Notre commentaire était le suivant: «La trouvaille est excellente. Outre l’explication […] que donne Ferguson, et qui est très juste (une majorité déniant la crise), nous y ajouterions que le mot “Depression” représente une composition harmonieuse de “recession” et de “depression”; qu’il signifie en anglais “refoulement” (sens que suggère Ferguson), mais aussi et plus directement “répression” (sens qui laisserait pas mal à penser, notamment que la crise fut machinée par Washington, involontairement ou pas, pour torpiller le reste de l’économie du monde?)… Bref, le prince de l’Ambiguïté.»

Effectivement se pose la question de savoir si nous ne nous trouvons pas dans une “dépression refoulée”, donc le terme de “repression” (“refoulement”) convenant à merveille; dans ce cas, la dimension psychologique est d’autant plus présente et prend l’allure d’un déni virtualiste de la réalité de la dépression, qui est aussi le signe de la maladie mortelle du système, de son effondrement inéluctable et ainsi de suite. Ce “refoulement” serait d’ailleurs aussi bien le cas des élites que des opinions publiques, ces élites n’ayant aucune capacité sérieuse de freiner ou de résoudre la crise et pratiquant souvent le refoulement par conséquent; quant aux opinions publiques, on parlerait aussi bien de réserve, voire d’indifférence aux événements dans leur signification ontologique, voire de satisfaction dans certains cas pour les perspectives de destruction du système qu’implique cette signification ontologique.

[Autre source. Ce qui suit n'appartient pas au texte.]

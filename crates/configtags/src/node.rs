//! Tree node and tag controller seams.
//!
//! The attribute layer only needs two things from a config-tag tree: the raw
//! attributes of a node, and the controller that owns it. Hosts plug their own
//! node model in through [`TreeNode`]; [`ConfigTreeNode`] is a minimal
//! implementation for hosts that have nothing richer.

use std::any::{type_name, TypeId};
use std::fmt;
use std::hash::{Hash, Hasher};

/// Identity of a tag controller type, used as the schema registry key.
///
/// Two keys are equal when they were built from the same Rust type. The type
/// name is carried for diagnostics only.
#[derive(Clone, Copy)]
pub struct ControllerKey {
    id: TypeId,
    name: &'static str,
}

impl ControllerKey {
    pub fn of<C: ?Sized + 'static>() -> Self {
        Self {
            id: TypeId::of::<C>(),
            name: type_name::<C>(),
        }
    }

    pub fn type_name(&self) -> &'static str {
        self.name
    }
}

impl PartialEq for ControllerKey {
    fn eq(&self, other: &Self) -> bool {
        self.id == other.id
    }
}

impl Eq for ControllerKey {}

impl Hash for ControllerKey {
    fn hash<H: Hasher>(&self, state: &mut H) {
        self.id.hash(state);
    }
}

impl fmt::Debug for ControllerKey {
    fn fmt(&self, f: &mut fmt::Formatter<'_>) -> fmt::Result {
        f.debug_tuple("ControllerKey").field(&self.name).finish()
    }
}

/// The behavior governing one kind of config-tree node.
pub trait TagController: 'static {
    /// Declared type label of the tag (e.g. `"Box"`), used in error messages.
    fn tag_type(&self) -> &'static str;

    /// Identity under which this controller's attribute schema is registered.
    ///
    /// Defaults to the implementing type, so every controller type owns an
    /// independent schema.
    fn controller_key(&self) -> ControllerKey {
        ControllerKey::of::<Self>()
    }
}

/// A single `name="value"` pair as written on a node.
#[derive(Debug, Clone, PartialEq, Eq)]
pub struct RawAttribute {
    pub name: String,
    pub value: String,
}

impl RawAttribute {
    pub fn new(name: impl Into<String>, value: impl Into<String>) -> Self {
        Self {
            name: name.into(),
            value: value.into(),
        }
    }
}

/// A node of a config-tag tree, as seen by the attribute layer.
pub trait TreeNode {
    /// Raw attributes in source order.
    fn raw_attributes(&self) -> &[RawAttribute];

    /// The controller instance owning this node.
    fn controller(&self) -> &dyn TagController;
}

/// Minimal concrete tree node: a tag name, its raw attributes and a controller.
pub struct ConfigTreeNode {
    tag_name: String,
    attributes: Vec<RawAttribute>,
    controller: Box<dyn TagController>,
}

impl ConfigTreeNode {
    pub fn new(tag_name: impl Into<String>, controller: impl TagController) -> Self {
        Self {
            tag_name: tag_name.into(),
            attributes: Vec::new(),
            controller: Box::new(controller),
        }
    }

    /// Append a raw attribute (builder style).
    pub fn attr(mut self, name: impl Into<String>, value: impl Into<String>) -> Self {
        self.attributes.push(RawAttribute::new(name, value));
        self
    }

    pub fn tag_name(&self) -> &str {
        &self.tag_name
    }
}

impl TreeNode for ConfigTreeNode {
    fn raw_attributes(&self) -> &[RawAttribute] {
        &self.attributes
    }

    fn controller(&self) -> &dyn TagController {
        self.controller.as_ref()
    }
}

impl fmt::Debug for ConfigTreeNode {
    fn fmt(&self, f: &mut fmt::Formatter<'_>) -> fmt::Result {
        f.debug_struct("ConfigTreeNode")
            .field("tag_name", &self.tag_name)
            .field("attributes", &self.attributes)
            .field("controller", &self.controller.tag_type())
            .finish()
    }
}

La définition de la dépression par Morici ouvre d’ailleurs la perspective suprême. Que sont ces “fundamental changes in banking and trade Policy” dont parle Morici? Encore s’en tient-il à ces seuls aspects, rendant compte de symptômes US de la crise, qui ne sont manifestement pas suffisants pour définir et expliquer la crise. Que se passe-t-il si les “fundamental changes” nécessaires d’une façon générale ne peuvent être faits, s’il n’y a pas d’accord pour les faire, ou bien, plus radicalement, si l’on ne réussit pas à les déterminer? C’est la question de l’“après-crise”; c’est l’hypothèse de l’“il n’y a plus d’après” (la crise)… Cette question de l’“il n’y a plus d’après” prolonge d’une façon implacablement logique l’interprétation que les USA ne sont jamais vraiment sortis de la Grande Dépression, et que cette Grande Crise qui est entrée dans sa période paroxystique le 15 septembre 2008, – qui en serait alors le “moment de vérité” jusqu’ici repoussé.